Material for this exercise:

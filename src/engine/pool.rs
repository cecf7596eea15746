//! Per-device predictor pool with round-robin dispatch
//!
//! Loading is all-or-nothing: one predictor replica is constructed for every
//! device the engine enumerates, in enumeration order, and any failure rolls
//! back every handle constructed so far. A partially loaded pool never
//! reaches steady state, so dispatch can assume every slot is usable.
//!
//! After the pool is ready the predictor array never changes; the only
//! shared mutable state on the dispatch path is an atomic cursor, so
//! concurrent calls need no lock.

use super::{Device, EngineKind, LoadSpec, NativeEngine, NativeModel, Predictor};
use crate::archive::PackageLayout;
use crate::artifact::{ModelConfig, ModelKind};
use crate::errors::{DepotError, Result};
use crate::stats::ModelStats;
use std::sync::atomic::{AtomicUsize, Ordering};
use std::time::Instant;
use tracing::{debug, error, info};

/// A model resident in memory with one predictor per local device.
pub struct DeployedModel {
    model_id: String,
    engine_kind: EngineKind,
    devices: Vec<Device>,
    predictors: Vec<Box<dyn Predictor>>,
    models: Vec<Box<dyn NativeModel>>,
    cursor: AtomicUsize,
    stats: ModelStats,
}

impl std::fmt::Debug for DeployedModel {
    fn fmt(&self, f: &mut std::fmt::Formatter<'_>) -> std::fmt::Result {
        f.debug_struct("DeployedModel")
            .field("model_id", &self.model_id)
            .field("engine_kind", &self.engine_kind)
            .field("devices", &self.devices)
            .field("cursor", &self.cursor)
            .finish_non_exhaustive()
    }
}

/// Load one predictor per enumerated device, in enumeration order.
///
/// With `warm_up` set, each predictor serves one synthetic call (sized by
/// the model's configured max sequence length) before it is exposed to
/// traffic. Any device failing construction or warm-up rolls back the whole
/// load.
pub fn load_pool(
    engine: &dyn NativeEngine,
    engine_kind: EngineKind,
    model_id: &str,
    layout: &PackageLayout,
    kind: ModelKind,
    config: &ModelConfig,
    warm_up: bool,
) -> Result<DeployedModel> {
    let devices = engine.devices();
    if devices.is_empty() {
        return Err(DepotError::NoDevicesAvailable(engine_kind.to_string()));
    }

    let spec = LoadSpec {
        model_dir: &layout.root,
        model_file: layout.model_file.as_deref(),
        kind,
        config,
    };

    let mut models: Vec<Box<dyn NativeModel>> = Vec::with_capacity(devices.len());
    let mut predictors: Vec<Box<dyn Predictor>> = Vec::with_capacity(devices.len());

    for (i, device) in devices.iter().enumerate() {
        debug!(model_id = %model_id, device = %device, slot = i, "Loading model onto device");

        match load_one(engine, &spec, *device, warm_up) {
            Ok((model, predictor)) => {
                models.push(model);
                predictors.push(predictor);
            }
            Err(source) => {
                error!(
                    model_id = %model_id,
                    device = %device,
                    error = %source,
                    "Device load failed, rolling back"
                );
                release_handles(model_id, &mut predictors, &mut models);
                return Err(DepotError::PredictorConstruction {
                    device: device.to_string(),
                    source,
                });
            }
        }
    }

    info!(
        model_id = %model_id,
        devices = devices.len(),
        engine = %engine_kind,
        "Model deployed on all devices"
    );

    Ok(DeployedModel {
        model_id: model_id.to_string(),
        engine_kind,
        devices,
        predictors,
        models,
        cursor: AtomicUsize::new(0),
        stats: ModelStats::new(),
    })
}

fn load_one(
    engine: &dyn NativeEngine,
    spec: &LoadSpec<'_>,
    device: Device,
    warm_up: bool,
) -> std::result::Result<(Box<dyn NativeModel>, Box<dyn Predictor>), super::EngineError> {
    let model = engine.load_model(spec, device)?;
    let predictor = model.new_predictor()?;

    if warm_up {
        // First request takes longer; serve one synthetic call before the
        // predictor sees real traffic.
        let synthetic = vec![0u8; spec.config.max_sequence_length as usize];
        predictor.predict(&synthetic)?;
    }

    Ok((model, predictor))
}

/// Release predictors before the model handles that spawned them.
fn release_handles(
    model_id: &str,
    predictors: &mut Vec<Box<dyn Predictor>>,
    models: &mut Vec<Box<dyn NativeModel>>,
) {
    debug!(
        model_id = %model_id,
        count = predictors.len(),
        "Closing predictors"
    );
    predictors.clear();

    debug!(model_id = %model_id, count = models.len(), "Closing model handles");
    models.clear();
}

impl DeployedModel {
    /// Run one inference call on the next predictor in round-robin order.
    pub fn predict(&self, input: &[u8]) -> Result<Vec<u8>> {
        let predictor = self.next_predictor()?;
        let start = Instant::now();

        match predictor.predict(input) {
            Ok(output) => {
                self.stats
                    .record_success(start.elapsed().as_micros() as u64);
                Ok(output)
            }
            Err(source) => {
                self.stats.record_failure();
                Err(DepotError::Inference {
                    model_id: self.model_id.clone(),
                    source,
                })
            }
        }
    }

    /// Pick the next predictor: atomic increment, modulo device count.
    fn next_predictor(&self) -> Result<&dyn Predictor> {
        let count = self.predictors.len();
        if count == 0 {
            // Unreachable by construction; a bug, not a transient condition.
            return Err(DepotError::Dispatch(format!(
                "empty predictor pool for model {}",
                self.model_id
            )));
        }
        let slot = self.cursor.fetch_add(1, Ordering::Relaxed) % count;
        Ok(self.predictors[slot].as_ref())
    }

    pub fn model_id(&self) -> &str {
        &self.model_id
    }

    pub fn engine_kind(&self) -> EngineKind {
        self.engine_kind
    }

    /// Devices the model is resident on, in load order.
    pub fn devices(&self) -> &[Device] {
        &self.devices
    }

    pub fn device_count(&self) -> usize {
        self.devices.len()
    }

    pub fn stats(&self) -> &ModelStats {
        &self.stats
    }
}

impl Drop for DeployedModel {
    fn drop(&mut self) {
        let mut predictors = std::mem::take(&mut self.predictors);
        let mut models = std::mem::take(&mut self.models);
        release_handles(&self.model_id, &mut predictors, &mut models);
    }
}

What you will do:
What is needed is a full, exact copy of the records.

Final answer:
filename src/engine/pool.rs
repository cecf7596eea15746
//! Per-device predictor pool with round-robin dispatch
//!
//! Loading is all-or-nothing: one predictor replica is constructed for every
//! device the engine enumerates, in enumeration order, and any failure rolls
//! back every handle constructed so far. A partially loaded pool never
//! reaches steady state, so dispatch can assume every slot is usable.
//!
//! After the pool is ready the predictor array never changes; the only
//! shared mutable state on the dispatch path is an atomic cursor, so
//! concurrent calls need no lock.

use super::{Device, EngineKind, LoadSpec, NativeEngine, NativeModel, Predictor};
use crate::archive::PackageLayout;
use crate::artifact::{ModelConfig, ModelKind};
use crate::errors::{DepotError, Result};
use crate::stats::ModelStats;
use std::sync::atomic::{AtomicUsize, Ordering};
use std::time::Instant;
use tracing::{debug, error, info};

/// A model resident in memory with one predictor per local device.
pub struct DeployedModel {
    model_id: String,
    engine_kind: EngineKind,
    devices: Vec<Device>,
    predictors: Vec<Box<dyn Predictor>>,
    models: Vec<Box<dyn NativeModel>>,
    cursor: AtomicUsize,
    stats: ModelStats,
}

impl std::fmt::Debug for DeployedModel {
    fn fmt(&self, f: &mut std::fmt::Formatter<'_>) -> std::fmt::Result {
        f.debug_struct("DeployedModel")
            .field("model_id", &self.model_id)
            .field("engine_kind", &self.engine_kind)
            .field("devices", &self.devices)
            .field("cursor", &self.cursor)
            .finish_non_exhaustive()
    }
}

/// Load one predictor per enumerated device, in enumeration order.
///
/// With `warm_up` set, each predictor serves one synthetic call (sized by
/// the model's configured max sequence length) before it is exposed to
/// traffic. Any device failing construction or warm-up rolls back the whole
/// load.
pub fn load_pool(
    engine: &dyn NativeEngine,
    engine_kind: EngineKind,
    model_id: &str,
    layout: &PackageLayout,
    kind: ModelKind,
    config: &ModelConfig,
    warm_up: bool,
) -> Result<DeployedModel> {
    let devices = engine.devices();
    if devices.is_empty() {
        return Err(DepotError::NoDevicesAvailable(engine_kind.to_string()));
    }

    let spec = LoadSpec {
        model_dir: &layout.root,
        model_file: layout.model_file.as_deref(),
        kind,
        config,
    };

    let mut models: Vec<Box<dyn NativeModel>> = Vec::with_capacity(devices.len());
    let mut predictors: Vec<Box<dyn Predictor>> = Vec::with_capacity(devices.len());

    for (i, device) in devices.iter().enumerate() {
        debug!(model_id = %model_id, device = %device, slot = i, "Loading model onto device");

        match load_one(engine, &spec, *device, warm_up) {
            Ok((model, predictor)) => {
                models.push(model);
                predictors.push(predictor);
            }
            Err(source) => {
                error!(
                    model_id = %model_id,
                    device = %device,
                    error = %source,
                    "Device load failed, rolling back"
                );
                release_handles(model_id, &mut predictors, &mut models);
                return Err(DepotError::PredictorConstruction {
                    device: device.to_string(),
                    source,
                });
            }
        }
    }

    info!(
        model_id = %model_id,
        devices = devices.len(),
        engine = %engine_kind,
        "Model deployed on all devices"
    );

    Ok(DeployedModel {
        model_id: model_id.to_string(),
        engine_kind,
        devices,
        predictors,
        models,
        cursor: AtomicUsize::new(0),
        stats: ModelStats::new(),
    })
}

fn load_one(
    engine: &dyn NativeEngine,
    spec: &LoadSpec<'_>,
    device: Device,
    warm_up: bool,
) -> std::result::Result<(Box<dyn NativeModel>, Box<dyn Predictor>), super::EngineError> {
    let model = engine.load_model(spec, device)?;
    let predictor = model.new_predictor()?;

    if warm_up {
        // First request takes longer; serve one synthetic call before the
        // predictor sees real traffic.
        let synthetic = vec![0u8; spec.config.max_sequence_length as usize];
        predictor.predict(&synthetic)?;
    }

    Ok((model, predictor))
}

/// Release predictors before the model handles that spawned them.
fn release_handles(
    model_id: &str,
    predictors: &mut Vec<Box<dyn Predictor>>,
    models: &mut Vec<Box<dyn NativeModel>>,
) {
    debug!(
        model_id = %model_id,
        count = predictors.len(),
        "Closing predictors"
    );
    predictors.clear();

    debug!(model_id = %model_id, count = models.len(), "Closing model handles");
    models.clear();
}

impl DeployedModel {
    /// Run one inference call on the next predictor in round-robin order.
    pub fn predict(&self, input: &[u8]) -> Result<Vec<u8>> {
        let predictor = self.next_predictor()?;
        let start = Instant::now();

        match predictor.predict(input) {
            Ok(output) => {
                self.stats
                    .record_success(start.elapsed().as_micros() as u64);
                Ok(output)
            }
            Err(source) => {
                self.stats.record_failure();
                Err(DepotError::Inference {
                    model_id: self.model_id.clone(),
                    source,
                })
            }
        }
    }

    /// Pick the next predictor: atomic increment, modulo device count.
    fn next_predictor(&self) -> Result<&dyn Predictor> {
        let count = self.predictors.len();
        if count == 0 {
            // Unreachable by construction; a bug, not a transient condition.
            return Err(DepotError::Dispatch(format!(
                "empty predictor pool for model {}",
                self.model_id
            )));
        }
        let slot = self.cursor.fetch_add(1, Ordering::Relaxed) % count;
        Ok(self.predictors[slot].as_ref())
    }

    pub fn model_id(&self) -> &str {
        &self.model_id
    }

    pub fn engine_kind(&self) -> EngineKind {
        self.engine_kind
    }

    /// Devices the model is resident on, in load order.
    pub fn devices(&self) -> &[Device] {
        &self.devices
    }

    pub fn device_count(&self) -> usize {
        self.devices.len()
    }

    pub fn stats(&self) -> &ModelStats {
        &self.stats
    }
}

impl Drop for DeployedModel {
    fn drop(&mut self) {
        let mut predictors = std::mem::take(&mut self.predictors);
        let mut models = std::mem::take(&mut self.models);
        release_handles(&self.model_id, &mut predictors, &mut models);
    }
}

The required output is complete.